Los ruidos en sordina eran tan increíbles como las imágenes, y Blay tuvo que reacomodarse en la silla, pues sintió que su cuerpo se ponía rígido. Deseaba estar allí dentro, de rodillas, dejándose llevar por las manos de Qhuinn. Quería tener la boca llena. Quería ser el responsable de los jadeos y los esfuerzos de su amado.

Pero eso nunca sucedería.

Joder, ¿qué demonios pasaba? Qhuinn había follado en clubes, en baños, coches y callejones, y ocasionalmente en camas. Había tenido sexo con miles de desconocidos, hombres y mujeres, machos y hembras por igual… Era un donjuán con colmillos. Y ser rechazado por él era como ser expulsado de un parque público.

Blay intentó desviar la mirada de nuevo, pero el eco de un gemido volvió a atraer sus ojos hacia…

Qhuinn tenía la cabeza vuelta, y vio sus ojos a través de una ranura de la cortina. Y cuando sus miradas se cruzaron, notó un brillo especial… casi como si se hubiese excitado más al ver quién lo estaba observando.

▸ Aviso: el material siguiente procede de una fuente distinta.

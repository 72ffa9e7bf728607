//! Record severity

use std::fmt;
use std::str::FromStr;

use serde::{Deserialize, Serialize};
use tdrlog_errors::LogError;

/// Severity of a log record, ordered from least to most severe
#[derive(
    Debug, Clone, Copy, Default, PartialEq, Eq, PartialOrd, Ord, Hash, Serialize, Deserialize,
)]
#[serde(rename_all = "lowercase")]
pub enum Level {
    Debug,
    #[default]
    Info,
    Warn,
    Error,
    Fatal,
    Panic,
}

impl Level {
    /// Capitalised name written under the level key
    pub fn as_str(&self) -> &'static str {
        match self {
            Level::Debug => "DEBUG",
            Level::Info => "INFO",
            Level::Warn => "WARN",
            Level::Error => "ERROR",
            Level::Fatal => "FATAL",
            Level::Panic => "PANIC",
        }
    }

    /// Fatal and Panic end the process (or the thread) after emission
    pub fn is_terminal(&self) -> bool {
        matches!(self, Level::Fatal | Level::Panic)
    }

    /// Levels whose records carry an `error` field
    pub fn carries_error(&self) -> bool {
        *self >= Level::Error
    }
}

impl fmt::Display for Level {
    fn fmt(&self, f: &mut fmt::Formatter<'_>) -> fmt::Result {
        f.write_str(self.as_str())
    }
}

impl FromStr for Level {
    type Err = LogError;

    fn from_str(s: &str) -> Result<Self, Self::Err> {
        match s.to_ascii_lowercase().as_str() {
            "debug" => Ok(Level::Debug),
            "info" => Ok(Level::Info),
            "warn" | "warning" => Ok(Level::Warn),
            "error" => Ok(Level::Error),
            "fatal" => Ok(Level::Fatal),
            "panic" => Ok(Level::Panic),
            other => Err(LogError::invalid_config(
                "log_level",
                format!("unknown level '{other}'"),
            )),
        }
    }
}
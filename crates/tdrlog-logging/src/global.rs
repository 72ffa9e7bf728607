//! Process-wide logger
//!
//! [`load`] builds the shared logger on first use; later calls return the
//! same instance and ignore their configuration. Until a load succeeds,
//! every logging function here is a no-op and [`flush`] reports success.

use std::error::Error;
use std::sync::{Arc, Mutex, PoisonError, RwLock, RwLockReadGuard, RwLockWriteGuard};

use tdrlog_core_types::RequestContext;
use tdrlog_errors::Result;
use tracing::debug;

use crate::bound::BoundLogger;
use crate::config::Config;
use crate::field::Field;
use crate::logger::Logger;
use crate::record::TransactionDetail;

static LOGGER: RwLock<Option<Arc<Logger>>> = RwLock::new(None);
// Serializes construction so concurrent loads build at most one logger.
static INIT: Mutex<()> = Mutex::new(());

fn read_slot() -> RwLockReadGuard<'static, Option<Arc<Logger>>> {
    LOGGER.read().unwrap_or_else(PoisonError::into_inner)
}

fn write_slot() -> RwLockWriteGuard<'static, Option<Arc<Logger>>> {
    LOGGER.write().unwrap_or_else(PoisonError::into_inner)
}

/// Build the shared logger, or return the one already built
///
/// # Errors
///
/// Returns the construction error. The accessor stays unconfigured, so a
/// later call may try again.
pub fn load(config: Config) -> Result<Arc<Logger>> {
    if let Some(logger) = get() {
        return Ok(logger);
    }
    let _guard = INIT.lock().unwrap_or_else(PoisonError::into_inner);
    if let Some(logger) = get() {
        return Ok(logger);
    }

    let logger = Arc::new(Logger::new(config)?);
    *write_slot() = Some(Arc::clone(&logger));
    debug!("Process-wide logger installed");
    Ok(logger)
}

/// The shared logger, if one has been loaded
pub fn get() -> Option<Arc<Logger>> {
    read_slot().clone()
}

/// Forget the shared logger so the next [`load`] builds a new one
///
/// Loggers already handed out keep working.
#[doc(hidden)]
pub fn reset() {
    let _guard = INIT.lock().unwrap_or_else(PoisonError::into_inner);
    *write_slot() = None;
}

pub fn with_context(ctx: RequestContext) -> Option<BoundLogger> {
    get().map(|logger| logger.with_context(ctx))
}

pub fn debug(ctx: &RequestContext, message: &str, fields: impl IntoIterator<Item = Field>) {
    if let Some(logger) = get() {
        logger.debug(ctx, message, fields);
    }
}

pub fn info(ctx: &RequestContext, message: &str, fields: impl IntoIterator<Item = Field>) {
    if let Some(logger) = get() {
        logger.info(ctx, message, fields);
    }
}

pub fn warn(ctx: &RequestContext, message: &str, fields: impl IntoIterator<Item = Field>) {
    if let Some(logger) = get() {
        logger.warn(ctx, message, fields);
    }
}

pub fn error(
    ctx: &RequestContext,
    message: &str,
    err: Option<&(dyn Error + '_)>,
    fields: impl IntoIterator<Item = Field>,
) {
    if let Some(logger) = get() {
        logger.error(ctx, message, err, fields);
    }
}

/// Log at Fatal and exit; does nothing when no logger is loaded
pub fn fatal(
    ctx: &RequestContext,
    message: &str,
    err: Option<&(dyn Error + '_)>,
    fields: impl IntoIterator<Item = Field>,
) {
    if let Some(logger) = get() {
        logger.fatal(ctx, message, err, fields);
    }
}

/// Log at Panic and panic; does nothing when no logger is loaded
pub fn panic(
    ctx: &RequestContext,
    message: &str,
    err: Option<&(dyn Error + '_)>,
    fields: impl IntoIterator<Item = Field>,
) {
    if let Some(logger) = get() {
        logger.panic(ctx, message, err, fields);
    }
}

pub fn tdr(ctx: &RequestContext, tdr: TransactionDetail) {
    if let Some(logger) = get() {
        logger.tdr(ctx, tdr);
    }
}

/// # Errors
///
/// Returns the first sink flush failure of the shared logger.
pub fn flush() -> Result<()> {
    match get() {
        Some(logger) => logger.flush(),
        None => Ok(()),
    }
}
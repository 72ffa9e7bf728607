//! Context field extraction
//!
//! Turns the identity slots of a [`RequestContext`] into record fields.
//! Each slot is looked up through an ordered list of strategies (typed key
//! first, then the legacy string key); the first non-empty value wins and
//! a slot with no value is left out entirely.

use tdrlog_core_types::{ContextKey, RequestContext};

use crate::field::Field;

/// One way of finding a slot's value in a context
#[derive(Debug, Clone, Copy)]
enum Lookup {
    Typed(ContextKey),
    Legacy(&'static str),
}

impl Lookup {
    fn find<'a>(&self, ctx: &'a RequestContext) -> Option<&'a str> {
        match self {
            Lookup::Typed(key) => ctx.typed(*key),
            Lookup::Legacy(name) => ctx.legacy(name),
        }
    }
}

struct Slot {
    key: ContextKey,
    lookups: [Lookup; 2],
}

impl Slot {
    const fn new(key: ContextKey, legacy: &'static str) -> Self {
        Self {
            key,
            lookups: [Lookup::Typed(key), Lookup::Legacy(legacy)],
        }
    }

    fn resolve<'a>(&self, ctx: &'a RequestContext) -> Option<&'a str> {
        self.lookups
            .iter()
            .filter_map(|lookup| lookup.find(ctx))
            .find(|v| !v.is_empty())
    }
}

const SLOTS: [Slot; 4] = [
    Slot::new(ContextKey::TraceId, "traceId"),
    Slot::new(ContextKey::SrcIp, "srcIP"),
    Slot::new(ContextKey::Port, "port"),
    Slot::new(ContextKey::Path, "path"),
];

/// Fields for every populated identity slot, in slot order
pub fn context_fields(ctx: &RequestContext) -> Vec<Field> {
    let mut fields = Vec::with_capacity(SLOTS.len());
    for slot in &SLOTS {
        if let Some(value) = slot.resolve(ctx) {
            fields.push(Field::string(slot.key.name(), value));
        }
    }
    fields
}
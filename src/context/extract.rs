//! Text extraction, dispatched by file extension.

use std::fs;
use std::panic;
use std::path::Path;
use thiserror::Error;

#[derive(Debug, Error, Clone, PartialEq, Eq)]
pub enum ExtractionError {
    #[error("Plain text extraction failed: {0}")]
    PlainText(String),

    #[error("PDF extraction failed: {0}")]
    Pdf(String),

    #[error("DOCX extraction failed: {0}")]
    Docx(String),

    #[error("No text extracted.")]
    Empty,
}

/// Text pulled out of one file plus the encoding the extractor reports.
#[derive(Debug, Clone, PartialEq, Eq)]
pub struct Extracted {
    pub text: String,
    pub encoding: &'static str,
}

#[derive(Debug, Clone, Copy, PartialEq, Eq)]
pub enum Extractor {
    PlainText,
    Pdf,
    Docx,
}

/// Extensions with a dedicated extractor; anything else is read as text.
const REGISTRY: &[(&str, Extractor)] = &[
    ("pdf", Extractor::Pdf),
    ("docx", Extractor::Docx),
];

impl Extractor {
    pub fn for_path(path: &Path) -> Self {
        let ext = path
            .extension()
            .map(|e| e.to_string_lossy().to_lowercase())
            .unwrap_or_default();
        REGISTRY
            .iter()
            .find(|(known, _)| *known == ext)
            .map(|(_, kind)| *kind)
            .unwrap_or(Extractor::PlainText)
    }

    pub fn extract(
        self,
        path: &Path,
    ) -> Result<Extracted, ExtractionError> {
        let extracted = match self {
            Extractor::PlainText => read_plain_text(path)?,
            Extractor::Pdf => read_pdf(path)?,
            Extractor::Docx => read_docx(path)?,
        };
        if extracted.text.trim().is_empty() {
            return Err(ExtractionError::Empty);
        }
        Ok(extracted)
    }
}

/// Extract the text of `path` with the extractor registered for its extension.
pub fn extract(path: &Path) -> Result<Extracted, ExtractionError> {
    Extractor::for_path(path).extract(path)
}

fn read_plain_text(path: &Path) -> Result<Extracted, ExtractionError> {
    let bytes = fs::read(path).map_err(|e| ExtractionError::PlainText(e.to_string()))?;
    // invalid sequences become U+FFFD
    Ok(match String::from_utf8(bytes) {
        Ok(text) => Extracted {
            text,
            encoding: "utf-8",
        },
        Err(e) => Extracted {
            text: String::from_utf8_lossy(e.as_bytes()).into_owned(),
            encoding: "utf-8-lossy",
        },
    })
}

fn read_pdf(path: &Path) -> Result<Extracted, ExtractionError> {
    let owned = path.to_path_buf();
    // pdf-extract can panic on malformed documents
    let result = panic::catch_unwind(move || pdf_extract::extract_text(&owned));
    match result {
        Ok(Ok(text)) => Ok(Extracted {
            text,
            encoding: "utf-8",
        }),
        Ok(Err(e)) => Err(ExtractionError::Pdf(e.to_string())),
        Err(_) => Err(ExtractionError::Pdf(
            "parser panicked on malformed document".to_string(),
        )),
    }
}

fn read_docx(path: &Path) -> Result<Extracted, ExtractionError> {
    use docx_rs::{DocumentChild, ParagraphChild, RunChild};

    let bytes = fs::read(path).map_err(|e| ExtractionError::Docx(e.to_string()))?;
    let docx = docx_rs::read_docx(&bytes).map_err(|e| ExtractionError::Docx(format!("{e:?}")))?;

    let mut paragraphs = Vec::new();
    for child in &docx.document.children {
        if let DocumentChild::Paragraph(para) = child {
            let mut text = String::new();
            for para_child in &para.children {
                if let ParagraphChild::Run(run) = para_child {
                    for run_child in &run.children {
                        if let RunChild::Text(t) = run_child {
                            text.push_str(&t.text);
                        }
                    }
                }
            }
            paragraphs.push(text);
        }
    }
    Ok(Extracted {
        text: paragraphs.join("\n"),
        encoding: "utf-8",
    })
}

#[cfg(test)]
mod tests {
    use super::*;
    use std::env;

    #[test]
    fn dispatch_is_case_insensitive_with_text_fallback() {
        assert_eq!(Extractor::for_path(Path::new("a.PDF")), Extractor::Pdf);
        assert_eq!(Extractor::for_path(Path::new("a.docx")), Extractor::Docx);
        assert_eq!(Extractor::for_path(Path::new("a.rs")), Extractor::PlainText);
        assert_eq!(Extractor::for_path(Path::new("README")), Extractor::PlainText);
    }

    #[test]
    fn whitespace_only_is_an_error() {
        let fp = env::temp_dir().join("tokencook_blank.txt");
        fs::write(&fp, "  \n\t\n").unwrap();
        assert_eq!(extract(&fp), Err(ExtractionError::Empty));
        let _ = fs::remove_file(&fp);
    }

    #[test]
    fn invalid_utf8_is_replaced_not_rejected() {
        let fp = env::temp_dir().join("tokencook_lossy.txt");
        fs::write(&fp, [b'o', b'k', 0xff, b'\n']).unwrap();
        let got = extract(&fp).unwrap();
        assert_eq!(got.text, "ok\u{FFFD}\n");
        assert_eq!(got.encoding, "utf-8-lossy");
        let _ = fs::remove_file(&fp);
    }

    #[test]
    fn missing_file_is_typed_error() {
        let err = extract(Path::new("/definitely/not/here.txt")).unwrap_err();
        assert!(matches!(err, ExtractionError::PlainText(_)));
        assert!(err.to_string().starts_with("Plain text extraction failed"));
    }

    #[test]
    fn docx_paragraphs_are_joined_by_newline() {
        use docx_rs::{Docx, Paragraph, Run};

        let fp = env::temp_dir().join("tokencook_real.docx");
        let file = fs::File::create(&fp).unwrap();
        Docx::new()
            .add_paragraph(Paragraph::new().add_run(Run::new().add_text("hello")))
            .add_paragraph(
                Paragraph::new()
                    .add_run(Run::new().add_text("sec"))
                    .add_run(Run::new().add_text("ond")),
            )
            .build()
            .pack(file)
            .unwrap();

        let got = extract(&fp).unwrap();
        assert_eq!(got.text, "hello\nsecond");
        assert_eq!(got.encoding, "utf-8");
        let _ = fs::remove_file(&fp);
    }

    #[test]
    fn single_paragraph_docx_is_its_text() {
        use docx_rs::{Docx, Paragraph, Run};

        let fp = env::temp_dir().join("tokencook_hello.docx");
        let file = fs::File::create(&fp).unwrap();
        Docx::new()
            .add_paragraph(Paragraph::new().add_run(Run::new().add_text("hello")))
            .build()
            .pack(file)
            .unwrap();
        assert_eq!(extract(&fp).unwrap().text, "hello");
        let _ = fs::remove_file(&fp);
    }

    #[test]
    fn garbage_pdf_and_docx_fail_cleanly() {
        let dir = env::temp_dir();
        let pdf = dir.join("tokencook_garbage.pdf");
        let docx = dir.join("tokencook_garbage.docx");
        fs::write(&pdf, b"not a pdf at all").unwrap();
        fs::write(&docx, b"not a zip either").unwrap();
        assert!(matches!(extract(&pdf), Err(ExtractionError::Pdf(_))));
        assert!(matches!(extract(&docx), Err(ExtractionError::Docx(_))));
        let _ = fs::remove_file(&pdf);
        let _ = fs::remove_file(&docx);
    }
}
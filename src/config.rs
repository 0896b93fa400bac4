use crate::cli::Cli;
use crate::constants::{DEFAULT_CHUNK_SIZE, DEFAULT_ENCODING};
use crate::context::aggregate::LineOptions;
use crate::error::RunError;
use crate::tokenizer::is_known_encoding;
use clap::Parser;
use std::path::PathBuf;

/// Run configuration derived from CLI arguments
#[derive(Debug, Clone, PartialEq, Eq)]
pub struct Config {
    pub input: PathBuf,
    pub output: PathBuf,
    pub chunk_size: usize,
    pub keep_masterfile: bool,
    pub line_numbers: bool,
    pub skip_empty_lines: bool,
    pub exclude: Vec<String>,
    pub encoding: String,
    pub quiet: bool,
}

impl Config {
    pub fn new(
        input: impl Into<PathBuf>,
        output: impl Into<PathBuf>,
    ) -> Self {
        Config {
            input: input.into(),
            output: output.into(),
            chunk_size: DEFAULT_CHUNK_SIZE,
            keep_masterfile: false,
            line_numbers: false,
            skip_empty_lines: false,
            exclude: Vec::new(),
            encoding: DEFAULT_ENCODING.to_string(),
            quiet: false,
        }
    }

    /// Parse CLI arguments into a Config
    pub fn from_cli() -> Self {
        Self::from(Cli::parse())
    }

    pub fn validate(&self) -> Result<(), RunError> {
        if self.chunk_size == 0 {
            return Err(RunError::InvalidConfig(
                "--chunk-size must be at least 1".to_string(),
            ));
        }
        if !is_known_encoding(&self.encoding) {
            return Err(RunError::InvalidConfig(format!(
                "unknown token encoding: {}",
                self.encoding
            )));
        }
        Ok(())
    }

    pub fn line_options(&self) -> LineOptions {
        LineOptions {
            line_numbers: self.line_numbers,
            skip_empty_lines: self.skip_empty_lines,
        }
    }
}

impl From<Cli> for Config {
    fn from(cli: Cli) -> Self {
        Config {
            input: cli.input,
            output: cli.output,
            chunk_size: cli.chunk_size,
            keep_masterfile: cli.keep_masterfile,
            line_numbers: cli.line_numbers,
            skip_empty_lines: cli.skip_empty_lines,
            exclude: cli.exclude,
            encoding: cli.encoding,
            quiet: cli.quiet,
        }
    }
}

#[cfg(test)]
mod tests {
    use super::*;

    #[test]
    fn cli_defaults() {
        let cli = Cli::try_parse_from(["tokencook", "-i", "in", "-o", "out"]).unwrap();
        let cfg = Config::from(cli);
        assert_eq!(cfg, Config::new("in", "out"));
        assert!(cfg.validate().is_ok());
    }

    #[test]
    fn zero_chunk_size_is_rejected() {
        let mut cfg = Config::new("in", "out");
        cfg.chunk_size = 0;
        assert_eq!(cfg.validate().unwrap_err().exit_code(), 2);
    }

    #[test]
    fn flags_map_to_line_options() {
        let cli = Cli::try_parse_from(["tokencook", "-i", "in", "-o", "out", "-n", "-e"]).unwrap();
        let opts = Config::from(cli).line_options();
        assert!(opts.line_numbers && opts.skip_empty_lines);
    }
}
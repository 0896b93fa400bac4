use crate::config::Config;
use crate::constants::{MANIFEST_FILE_NAME, OUTPUT_DIR_TAG, OUTPUT_TIMESTAMP_FORMAT};
use crate::context::aggregate::{self, Aggregation};
use crate::context::chunker::ChunkPlan;
use crate::context::manifest::{self, Manifest, RunMetadata};
use crate::context::scanner::{self, Scan, ScanPolicy};
use crate::context::types::{ChunkingSummary, ScanCounters};
use crate::error::{Cancelled, RunError};
use crate::io::artifacts;
use crate::progress::{CancelToken, ProgressSink};
use crate::tokenizer::TokenCounter;
use chrono::Utc;
use std::fs;
use std::path::{Path, PathBuf};
use tracing::info;

/// What a finished run produced.
#[derive(Debug, Clone, PartialEq, Eq)]
pub struct RunSummary {
    pub output_dir: PathBuf,
    pub manifest_path: PathBuf,
    pub counters: ScanCounters,
    pub chunking: ChunkingSummary,
    pub total_tokens: usize,
    /// Chunk and master files, in write order.
    pub artifacts: Vec<PathBuf>,
    pub advisories: Vec<String>,
}

#[derive(Debug, Clone, PartialEq, Eq)]
pub enum RunOutcome {
    Completed(RunSummary),
    Cancelled,
}

impl RunOutcome {
    pub fn is_cancelled(&self) -> bool {
        matches!(self, RunOutcome::Cancelled)
    }

    pub fn summary(&self) -> Option<&RunSummary> {
        match self {
            RunOutcome::Completed(summary) => Some(summary),
            RunOutcome::Cancelled => None,
        }
    }
}

/// Why a run stopped early.
enum Halt {
    Cancelled,
    Fatal(RunError),
}

impl From<RunError> for Halt {
    fn from(e: RunError) -> Self {
        Halt::Fatal(e)
    }
}

impl From<Cancelled> for Halt {
    fn from(_: Cancelled) -> Self {
        Halt::Cancelled
    }
}

/// Scanner -> aggregator -> chunker -> manifest, for one input path.
///
/// Everything is written into a hidden staging directory under the output
/// base and renamed into place only after the manifest is on disk, so a
/// cancelled or failed run leaves nothing behind.
pub struct Pipeline<'a> {
    config: &'a Config,
    counter: &'a dyn TokenCounter,
    progress: ProgressSink,
    cancel: CancelToken,
}

impl<'a> Pipeline<'a> {
    pub fn new(
        config: &'a Config,
        counter: &'a dyn TokenCounter,
    ) -> Self {
        Self {
            config,
            counter,
            progress: ProgressSink::disabled(),
            cancel: CancelToken::new(),
        }
    }

    pub fn with_progress(
        mut self,
        progress: ProgressSink,
    ) -> Self {
        self.progress = progress;
        self
    }

    pub fn with_cancel(
        mut self,
        cancel: CancelToken,
    ) -> Self {
        self.cancel = cancel;
        self
    }

    pub fn run(&self) -> Result<RunOutcome, RunError> {
        match self.execute() {
            Ok(summary) => Ok(RunOutcome::Completed(summary)),
            Err(Halt::Cancelled) => {
                info!("run cancelled");
                self.progress.message("Processing was cancelled.");
                Ok(RunOutcome::Cancelled)
            }
            Err(Halt::Fatal(e)) => Err(e),
        }
    }

    fn execute(&self) -> Result<RunSummary, Halt> {
        let config = self.config;
        config.validate()?;
        let policy = ScanPolicy::with_excludes(&config.exclude)?;

        if !config.input.exists() {
            return Err(RunError::InputNotFound(config.input.clone()).into());
        }
        let input = dunce::canonicalize(&config.input)
            .map_err(|_| RunError::InputNotFound(config.input.clone()))?;
        fs::create_dir_all(&config.output)
            .map_err(|e| RunError::output_dir(&config.output, e))?;
        let output_base = dunce::canonicalize(&config.output)
            .map_err(|e| RunError::output_dir(&config.output, e))?;
        let policy = policy.with_output_dir(&output_base);

        let started = Utc::now();
        let subdir_name = format!(
            "{}{OUTPUT_DIR_TAG}{}",
            input_name(&input),
            started.format(OUTPUT_TIMESTAMP_FORMAT)
        );

        self.progress.message(format!("Scanning {}", input.display()));
        let (Scan { files, tree }, base) = if input.is_dir() {
            (scanner::scan(&input, &policy), input.clone())
        } else {
            let parent = input.parent().map(Path::to_path_buf).unwrap_or_default();
            (scanner::scan_single_file(&input), parent)
        };
        info!(eligible = files.len(), "scan finished");

        let Aggregation {
            master,
            records,
            counters,
        } = aggregate::aggregate(
            &files,
            &base,
            &tree,
            self.counter,
            config.line_options(),
            &self.progress,
            &self.cancel,
        )?;
        let counters = counters.with_tree(&tree);
        let total_tokens = self.counter.count(&master.text());
        info!(total_tokens, processed = counters.processed, "aggregation finished");

        self.cancel.check()?;
        // created only now so the scan above never sees it
        let staging = tempfile::Builder::new()
            .prefix(&format!(".{subdir_name}."))
            .tempdir_in(&output_base)
            .map_err(|e| RunError::output_dir(&output_base, e))?;
        let master_name = format!("masterfile.t-{total_tokens}.txt");
        let mut written: Vec<String> = Vec::new();
        let chunking = if total_tokens > config.chunk_size {
            let plan = ChunkPlan::new(master.lines(), config.chunk_size, self.counter);
            self.progress.message(format!(
                "Splitting {total_tokens} tokens into {} chunks",
                plan.total_chunks()
            ));
            if config.keep_masterfile {
                artifacts::write_lines(&staging.path().join(&master_name), master.lines())?;
                written.push(master_name);
            }
            let mut created = 0usize;
            for chunk in plan.chunks() {
                self.cancel.check()?;
                let name = chunk.file_name();
                artifacts::write_text(&staging.path().join(&name), &chunk.render())?;
                written.push(name);
                created += 1;
            }
            ChunkingSummary {
                enabled: true,
                threshold: config.chunk_size,
                created,
            }
        } else {
            artifacts::write_lines(&staging.path().join(&master_name), master.lines())?;
            written.push(master_name);
            self.progress.message("Chunking not required.");
            ChunkingSummary {
                enabled: false,
                threshold: config.chunk_size,
                created: 0,
            }
        };

        self.cancel.check()?;
        let output_dir = unique_dir(&output_base, &subdir_name);
        let final_name = output_dir
            .file_name()
            .map(|n| n.to_string_lossy().to_string())
            .unwrap_or(subdir_name);
        let metadata = RunMetadata::new(
            &input,
            &final_name,
            started,
            &config.encoding,
            &counters,
            &chunking,
        );
        manifest::write_manifest(
            &staging.path().join(MANIFEST_FILE_NAME),
            &Manifest {
                metadata: &metadata,
                directory_structure: &tree,
                processed_files: &records,
            },
        )?;

        self.cancel.check()?;
        fs::rename(staging.path(), &output_dir)
            .map_err(|e| RunError::output_dir(&output_dir, e))?;
        let manifest_path = output_dir.join(MANIFEST_FILE_NAME);
        self.progress
            .message(format!("Manifest written to {}", manifest_path.display()));
        self.progress
            .message(format!("Done. Output in {}", output_dir.display()));

        Ok(RunSummary {
            artifacts: written.iter().map(|n| output_dir.join(n)).collect(),
            output_dir,
            manifest_path,
            counters,
            chunking,
            total_tokens,
            advisories: config
                .line_options()
                .advisory()
                .map(str::to_string)
                .into_iter()
                .collect(),
        })
    }
}

/// File stem for a file input, directory name for a directory input.
fn input_name(input: &Path) -> String {
    let name = if input.is_file() {
        input.file_stem()
    } else {
        input.file_name()
    };
    name.map(|n| n.to_string_lossy().to_string())
        .unwrap_or_else(|| "root".to_string())
}

/// `base/name`, or `base/name_2`, `base/name_3`... if taken.
fn unique_dir(
    base: &Path,
    name: &str,
) -> PathBuf {
    let first = base.join(name);
    if !first.exists() {
        return first;
    }
    (2usize..)
        .map(|n| base.join(format!("{name}_{n}")))
        .find(|p| !p.exists())
        .unwrap_or(first)
}

#[cfg(test)]
mod tests {
    use super::*;

    #[test]
    fn input_name_uses_stem_for_files() {
        let dir = std::env::temp_dir().join("tokencook_name_test");
        fs::create_dir_all(&dir).unwrap();
        let file = dir.join("notes.md");
        fs::write(&file, "x").unwrap();
        assert_eq!(input_name(&file), "notes");
        assert_eq!(input_name(&dir), "tokencook_name_test");
        let _ = fs::remove_dir_all(&dir);
    }

    #[test]
    fn unique_dir_appends_suffix() {
        let base = std::env::temp_dir().join("tokencook_unique_test");
        let _ = fs::remove_dir_all(&base);
        fs::create_dir_all(base.join("run")).unwrap();
        assert_eq!(unique_dir(&base, "run"), base.join("run_2"));
        assert_eq!(unique_dir(&base, "other"), base.join("other"));
        let _ = fs::remove_dir_all(&base);
    }
}
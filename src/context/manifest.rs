use crate::context::types::{ChunkingSummary, DirectoryTree, FileRecord, ScanCounters};
use crate::error::RunError;
use chrono::{DateTime, SecondsFormat, Utc};
use serde::Serialize;
use std::fs::File;
use std::io::{BufWriter, Write};
use std::path::Path;

#[derive(Debug, Clone, PartialEq, Eq, Serialize)]
pub struct RunMetadata {
    pub input_path: String,
    pub output_subdirectory: String,
    pub processing_timestamp_utc: String,
    pub token_encoding: String,
    pub total_files_scanned: usize,
    pub total_files_processed: usize,
    pub total_files_skipped_binary: usize,
    pub total_files_skipped_symlink: usize,
    pub total_entries_skipped_other: usize,
    pub total_files_failed_extraction: usize,
    pub total_estimated_tokens: usize,
    pub chunking_enabled: bool,
    pub chunk_size_threshold: usize,
    pub chunks_created: usize,
    /// Offsets in `processed_files` address the extracted source text, not the emitted files.
    pub char_offsets: &'static str,
}

impl RunMetadata {
    pub fn new(
        input_path: &Path,
        output_subdirectory: &str,
        started: DateTime<Utc>,
        token_encoding: &str,
        counters: &ScanCounters,
        chunking: &ChunkingSummary,
    ) -> Self {
        Self {
            input_path: input_path.display().to_string(),
            output_subdirectory: output_subdirectory.to_string(),
            processing_timestamp_utc: started.to_rfc3339_opts(SecondsFormat::Secs, true),
            token_encoding: token_encoding.to_string(),
            total_files_scanned: counters.scanned,
            total_files_processed: counters.processed,
            total_files_skipped_binary: counters.skipped_binary,
            total_files_skipped_symlink: counters.skipped_symlink,
            total_entries_skipped_other: counters.skipped_other,
            total_files_failed_extraction: counters.failed_extraction,
            total_estimated_tokens: counters.estimated_tokens,
            chunking_enabled: chunking.enabled,
            chunk_size_threshold: chunking.threshold,
            chunks_created: chunking.created,
            char_offsets: "source_text",
        }
    }
}

#[derive(Debug, Serialize)]
pub struct Manifest<'a> {
    pub metadata: &'a RunMetadata,
    pub directory_structure: &'a DirectoryTree,
    pub processed_files: &'a [FileRecord],
}

/// Serialize the manifest as pretty JSON. Any failure is fatal to the run.
pub fn write_manifest(
    path: &Path,
    manifest: &Manifest<'_>,
) -> Result<(), RunError> {
    let fail = |source| RunError::Manifest {
        path: path.to_path_buf(),
        source,
    };
    let file = File::create(path).map_err(|e| fail(serde_json::Error::io(e)))?;
    let mut writer = BufWriter::new(file);
    serde_json::to_writer_pretty(&mut writer, manifest).map_err(fail)?;
    writer
        .write_all(b"\n")
        .and_then(|_| writer.flush())
        .map_err(|e| fail(serde_json::Error::io(e)))?;
    Ok(())
}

Blay sintió que su corazón se detenía. En especial cuando Qhuinn levantó a la mujer, le dio la vuelta y la inclinó sobre el escritorio. Le bajó los vaqueros de un tirón y se dispuso a…

Por Dios. ¿Sería posible que su mejor amigo estuviera pensando lo mismo que él?

Pero Qhuinn giró ahora el torso de la mujer hacia su pecho y después de susurrarle algo al oído, ella se rió y colocó la cabeza de modo que él pudiera besarla. Lo cual hizo.

«Maldito idiota», dijo Blay para sus adentros. «Maldito hijo de puta».

Qhuinn sabía exactamente con quién estaba follando… y con quién no.

—John, ¿te importa que me fume un cigarrillo afuera? —preguntó mientras sacudía la cabeza.

Cuando John le dijo que no le importaba, Blay se levantó y dejó la ropa sobre el asiento. Luego le dijo al tipo del tatuaje:

—¿Sólo hay que quitar el cerrojo?

—Sí, y puedes dejarla abierta si te vas a quedar al otro lado.

—Gracias, hermano.

—De nada.

Blay se alejó del zumbido de la pistola de tatuar y de la sinfonía de gruñidos que salían de la cortina, salió del salón y se recostó contra la pared, al lado de la entrada. Sacó un paquete de Dunhill, extrajo un cigarrillo, se lo llevó a los labios y lo encendió con su mechero negro.

La primera calada siempre era gloriosa para él. Siempre era mejor que todas las que seguían.

Expulsó el humo despacio, odiándose por su costumbre de observar retorcidamente las cosas, de ver conexiones inexistentes, de malinterpretar actos, miradas y contactos casuales.

Era patético, en verdad.

Qhuinn no había levantado la vista mientras se la mamaban para mirarlo a él. Estaba vigilando a John Matthew. Y le había dado la vuelta a la mujer y la había penetrado por detrás porque así era como le gustaba hacerlo, no porque estuviese imaginando que lo sodomizaba a él.

Deseaba que sus esperanzas no fueran eternas, o acabarían aniquilando su sentido común y afectando a su instinto de conservación.

Mientras fumaba con furia contenida, estaba tan absorto en sus propios pensamientos que no vio la sombra que había en la boca del callejón, al otro lado de la calle. Sin darse cuenta de que lo estaban observando, siguió fumando, mientras la noche helada devoraba las volutas de humo que salían de sus labios.

Llegó a la conclusión de que no podía seguir así por más tiempo, y eso le produjo una sensación de frío que le caló hasta los huesos.